More specifically, the asymmetric location of the cylindrical body at its location when the rotor is rotated results in a smaller air gap with respect to the stator compared to the other surface of the rotor. The magnetic rotating field for accelerating or decelerating the rotor also exerts a normal force (attraction force) perpendicular to the circumferential surface of the rotor. This normal force would be evenly distributed in a cylindrically symmetric and revolving around its central longitudinal axis runners and would cancel out in their overall effect about. At the asymmetrical location, however, the air gap between the rotor and the stator is smaller in this (sector-shaped) area. At the same time, the magnetic field is correspondingly higher at the same current excitation of the stator. The runner is tightened at this point in a decentralized direction to the stand stronger than the rest of the lateral surface. This results in a force component along the imaginary connecting line from the axis of rotation to the asymmetric location. The rotation of the rotor, this decentering force in the time average but also canceled. Runs the runner sufficiently fast, caused by this decentering force radial displacement of the axis of rotation of the rotor is sufficiently small compared to the free air gap. With a constant amplitude of the rotating field-forming current in the stator, the axis of rotation of the rotor because of the caused by the asymmetry circulating magnetic force results only describes small circles around the axis of rotation occupied without magnetic force. However, it is provided here to generate a directional radial force mean value with a speed-synchronous modulation or variation of the amplitude of the stator coil current. This force value is to be dimensioned so that the rotor with its axis of rotation, which is also its main axis of inertia, returns to its central desired position or remains there. The (angular) direction of the radial force average value is determined via the phase position of the modulation. The magnitude of the force average is determined by the amplitude of the modulation. Via a control circuit connected to the stator windings, which influences the amplitude of the stator current so that a radial position control of the rotor towards its centered desired position is possible.

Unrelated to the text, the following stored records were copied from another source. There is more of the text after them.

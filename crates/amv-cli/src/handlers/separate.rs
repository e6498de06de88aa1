use super::{print_progress, pump};
use amv_core::progress::progress_channel;
use amv_core::separation::SeparationOutcome;
use amv_core::{CancellationToken, Toolkit};
use anyhow::Result;
use std::path::{Path, PathBuf};
use std::sync::Arc;
use tracing::warn;

pub async fn separate(toolkit: Arc<Toolkit>, file: PathBuf) -> Result<()> {
    let input = std::path::absolute(&file)?;

    let token = CancellationToken::new();
    let (tx, rx) = progress_channel();
    let job_token = token.clone();
    let job_toolkit = Arc::clone(&toolkit);
    let job_input = input.clone();

    // Probing and inference both block; the job owns this thread until cleanup is done.
    let task = tokio::task::spawn_blocking(move || {
        job_toolkit
            .separation_job(&job_input)
            .with_progress(tx)
            .with_cancellation(job_token)
            .run()
    });
    pump(rx, Some(&token), print_progress).await;
    let outcome = task.await??;

    remember_source(&toolkit, &input, &outcome);

    println!("Model: {}", outcome.model.display_name);
    for artifact in &outcome.artifacts {
        println!("{:<13} {}", artifact.role.to_string(), artifact.path.display());
    }
    if let Some(backup) = &outcome.backup {
        println!("Original moved to {}", backup.display());
    }
    Ok(())
}

/// Add the source to the recent list under the name it has after the run.
fn remember_source(toolkit: &Toolkit, input: &Path, outcome: &SeparationOutcome) {
    let source = outcome.backup.as_deref().unwrap_or(input);
    if let Err(e) = toolkit.store().add_recent_file(source) {
        warn!("Could not update recent files: {}", e);
    }
}
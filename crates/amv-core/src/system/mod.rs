//! Hardware and runtime capability detection.
//!
//! - `capability` - the immutable [`CapabilityDescriptor`] snapshot
//! - `runtime` - what the accelerated tensor runtime reports, if installed
//! - `gpu` - vendor tools that see hardware without a runtime
//! - `probe` - cached, single-flight detection combining the above
//!
//! Detection never fails outward. Every missing tool or bad output degrades
//! to "not found" and finally to a CPU descriptor.

mod capability;
mod gpu;
mod probe;
mod runtime;

pub use capability::{
    CapabilityDescriptor, ComputeTier, DeviceKind, FORCED_CPU_NAME, PROVIDER_CPU, PROVIDER_CPU_ONNX,
    PROVIDER_CUDA, PROVIDER_NEEDS_SETUP,
};
pub use gpu::{NvidiaSmi, VendorDiagnostic};
pub use probe::CapabilityProbe;
pub use runtime::{
    parse_report, AcceleratorInfo, AcceleratorRuntime, PythonRuntimeProbe, RuntimeReport, RuntimeStatus,
};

This control process is carried out continuously. This tilting, tilting, shifting movements or the like. Of the rotor / the cylindrical body are balanced and this shuttles or staggers during its rotation (again) in a central position in which he does not collide with the stand. This procedure works both in generator mode and in motor mode.

The control circuit is configured to impart a current to the stator coils in the motorized operation of the energy store by means of recorded electrical power. This creates a magnetic rotating field which causes the rotor with its flywheel in rotation and (further) accelerated in its direction of rotation. The control circuit is also adapted to act in generator operation, the stator coils of the energy storage with electricity so that the stator rotating field is slowed down the rotor with its flywheel against its rotational movement and electric power is output from the memory as a result.

Furthermore, the control circuit has a device for determining the angular position of the rotor. This is required both for the rotary drive and the - braking of the rotor, as well as the in-phase output of the current amplitude modulation. The latter is necessary for the targeted radial force generation that is required for the radial position control. The rotor angle position is to be determined via a sensor connected to the control circuit or by reaction of the rotor to the currents and / or voltages of the stator windings. More specifically, the control circuit requires the information about the current radial position (in two dimensions) of the axis of rotation of the rotor for the actual value determination of the radial position control. This information is to be determined indirectly by the control circuit by one or more separate sensors to be connected to the control circuit or also via the determination for the rotor angle.

The sensors are z. As Hall sensors, eddy current sensors, photoelectric sensors or the like.

Radial position control works and works both in generator mode and in motor mode. In neutral operation, d. H. neither reference nor input of electrical power into the energy storage, a position control can be done at a rotating field angle in which the rotor is neither accelerated nor decelerated (i.e., there is a phase angle of approximately 0 ° between rotor and rotating field).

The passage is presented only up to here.